# Holonomy computation in $S^2$

If $\gamma$ is a closed Loop in $S^2$ and $p\in S^2$, where $\gamma$ is the boundary curve of some region $X$ in $S^2$ (and $\gamma$ satisfied some regularity conditions), someone told me that the holonomy map $H_\gamma:TS^2_p\rightarrow TS^2_p$ is just rotation by the area of $X$. I tried to obtain a reference/proof for this. Could someone help me out?

• If $\gamma$ is piece wise geodesics, the Gauss-Bonnet theorem states $\int_X dA+\theta=2\pi$ Commented Jul 31, 2015 at 17:56
• I figured it out :))
– Urs
Commented Aug 3, 2015 at 16:51

As the Gaussian curvature is $K=1$ on $S^2$, the general Gauss-Bonnet theorem in our setting (assuming that $\gamma$ is positively oriented w.r.t. $X$) becomes

$$\int_\gamma \, k_g \, \mathrm{d}s + \mathrm{area}\,(X) + \sum \theta_{\text{ext}} = 2\pi \qquad \qquad (*)$$

where $k_g$ is the geodesic curvature of $\gamma$ and $\sum \theta_\text{ext}$ is the sum of its external angles (which is possibily nonvanishing when $\gamma$ is piecewise smooth).

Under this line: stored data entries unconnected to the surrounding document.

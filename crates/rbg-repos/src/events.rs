// Copyright 2025 Schelling Point Labs Inc
// SPDX-License-Identifier: AGPL-3.0-only

//! Event payloads emitted to webhook subscribers.

use serde::ser::{SerializeMap, Serializer};
use serde::{Deserialize, Serialize};

/// The push event, emitted when commits land in a repository.
pub const PUSH_EVENT: &str = "push";

/// Return whether `event` names a known event type.
pub fn is_valid_event(event: &str) -> bool {
    event == PUSH_EVENT
}

/// A payload that can be delivered to webhook subscribers.
///
/// The wire format orders keys as `event`, `repository`, then the payload's
/// content key; [`marshal_payload`] relies on this trait to keep that layout
/// independent of the concrete payload type.
pub trait Payload {
    type Content: Serialize;

    /// The event the payload corresponds to.
    fn event(&self) -> &'static str;

    /// The repository where the event occurred.
    fn repository(&self) -> &str;

    /// The content key and value of the payload.
    fn content(&self) -> (&'static str, &Self::Content);
}

/// A payload for a push event.
#[derive(Debug, Clone, PartialEq, Eq, Serialize, Deserialize)]
pub struct PushPayload {
    /// The repository where the push occurred.
    pub repository: String,

    /// The commits that were pushed.
    pub commits: Vec<PushPayloadCommit>,
}

/// A commit that is part of a push.
#[derive(Debug, Clone, PartialEq, Eq, Serialize, Deserialize)]
pub struct PushPayloadCommit {
    /// The commit ID.
    pub id: String,

    /// The commit message.
    pub message: String,

    /// The targets the commit was pushed to.
    pub target: PushPayloadCommitTarget,
}

/// A target for a push.
#[derive(Debug, Clone, Default, PartialEq, Eq, Serialize, Deserialize)]
pub struct PushPayloadCommitTarget {
    /// The branch the commit was pushed to.
    pub branch: String,

    /// The bookmarks that point at the commit, if any.
    ///
    /// This can only be present for Mercurial.
    #[serde(skip_serializing_if = "Option::is_none")]
    pub bookmarks: Option<Vec<String>>,

    /// The tags that point at the commit, if any.
    #[serde(skip_serializing_if = "Option::is_none")]
    pub tags: Option<Vec<String>>,
}

impl Payload for PushPayload {
    type Content = Vec<PushPayloadCommit>;

    fn event(&self) -> &'static str {
        PUSH_EVENT
    }

    fn repository(&self) -> &str {
        &self.repository
    }

    fn content(&self) -> (&'static str, &Self::Content) {
        ("commits", &self.commits)
    }
}

struct Wire<'a, P: Payload>(&'a P);

impl<P: Payload> Serialize for Wire<'_, P> {
    fn serialize<S: Serializer>(&self, serializer: S) -> Result<S::Ok, S::Error> {
        let (key, content) = self.0.content();

        let mut map = serializer.serialize_map(Some(3))?;
        map.serialize_entry("event", self.0.event())?;
        map.serialize_entry("repository", self.0.repository())?;
        map.serialize_entry(key, content)?;
        map.end()
    }
}

/// Serialize a payload into its wire form.
///
/// The output is tab-indented JSON with a trailing newline; consumers verify
/// the payload against an HMAC signature, so the byte layout is part of the
/// contract.
pub fn marshal_payload<P: Payload>(payload: &P) -> serde_json::Result<Vec<u8>> {
    let mut buf = Vec::new();
    let formatter = serde_json::ser::PrettyFormatter::with_indent(b"\t");
    let mut serializer = serde_json::Serializer::with_formatter(&mut buf, formatter);

    Wire(payload).serialize(&mut serializer)?;
    buf.push(b'\n');

    Ok(buf)
}

#[cfg(test)]
mod tests {
    use super::*;

    #[test]
    fn test_is_valid_event() {
        assert!(is_valid_event("push"));
        assert!(!is_valid_event("pull"));
        assert!(!is_valid_event(""));
    }

    #[test]
    fn test_marshal_push_payload() {
        let payload = PushPayload {
            repository: "foo".into(),
            commits: vec![
                PushPayloadCommit {
                    id: "abababab".into(),
                    message: "Commit message 1".into(),
                    target: PushPayloadCommitTarget {
                        branch: "master".into(),
                        bookmarks: None,
                        tags: Some(vec!["v1".into()]),
                    },
                },
                PushPayloadCommit {
                    id: "cdcdcdcd".into(),
                    message: "Commit message 2".into(),
                    target: PushPayloadCommitTarget {
                        branch: "dev".into(),
                        bookmarks: None,
                        tags: None,
                    },
                },
                PushPayloadCommit {
                    id: "efefefef".into(),
                    message: "Commit message 3".into(),
                    target: PushPayloadCommitTarget {
                        branch: "default".into(),
                        bookmarks: Some(vec!["my-bookmark".into()]),
                        tags: Some(vec!["dev".into(), "foo".into()]),
                    },
                },
            ],
        };

        let expected = "{
\t\"event\": \"push\",
\t\"repository\": \"foo\",
\t\"commits\": [
\t\t{
\t\t\t\"id\": \"abababab\",
\t\t\t\"message\": \"Commit message 1\",
\t\t\t\"target\": {
\t\t\t\t\"branch\": \"master\",
\t\t\t\t\"tags\": [
\t\t\t\t\t\"v1\"
\t\t\t\t]
\t\t\t}
\t\t},
\t\t{
\t\t\t\"id\": \"cdcdcdcd\",
\t\t\t\"message\": \"Commit message 2\",
\t\t\t\"target\": {
\t\t\t\t\"branch\": \"dev\"
\t\t\t}
\t\t},
\t\t{
\t\t\t\"id\": \"efefefef\",
\t\t\t\"message\": \"Commit message 3\",
\t\t\t\"target\": {
\t\t\t\t\"branch\": \"default\",
\t\t\t\t\"bookmarks\": [
\t\t\t\t\t\"my-bookmark\"
\t\t\t\t],
\t\t\t\t\"tags\": [
\t\t\t\t\t\"dev\",
\t\t\t\t\t\"foo\"
\t\t\t\t]
\t\t\t}
\t\t}
\t]
}
";

        let raw = marshal_payload(&payload).unwrap();
        assert_eq!(expected, String::from_utf8(raw).unwrap());
    }
}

Now, fixing any parallel vector field $E$ along $\gamma$, we interpret $k_g$ as the rate of change of the oriented angle $-\alpha$ between the tangent vector field $\gamma'$ and $E$, that is

$$k_g = -\frac{\mathrm{d}\alpha}{\mathrm{d}t}$$

in such a way that

$$\Delta \alpha = - \left( \int_\gamma \, k_g \, \mathrm{d}s + \sum \, \theta_\text{ext}\right)$$

Substituting into $(*)$ we finally get

$$\Delta \alpha = \mathrm{area}\,(X) - 2\pi$$

Remarks:

1. If $\gamma$ is everywhere smooth, of course $\sum \, \theta_\text{ext} = 0$
2. One may observe that the term $-2\pi$ gives no contribution in the last formula as long as we deal with angles. In general, the extra information we get by considering $\Delta \alpha$ not mod $2\pi$ is of course the "rotation number" of parallel transport along $\gamma$.

References:

M. do Carmo, Differential Geometry of Curves and Surfaces. (See in particular Proposition 4-4.3 and the discussion following the local version of Gauss-Bonnet theorem in section 4-5.)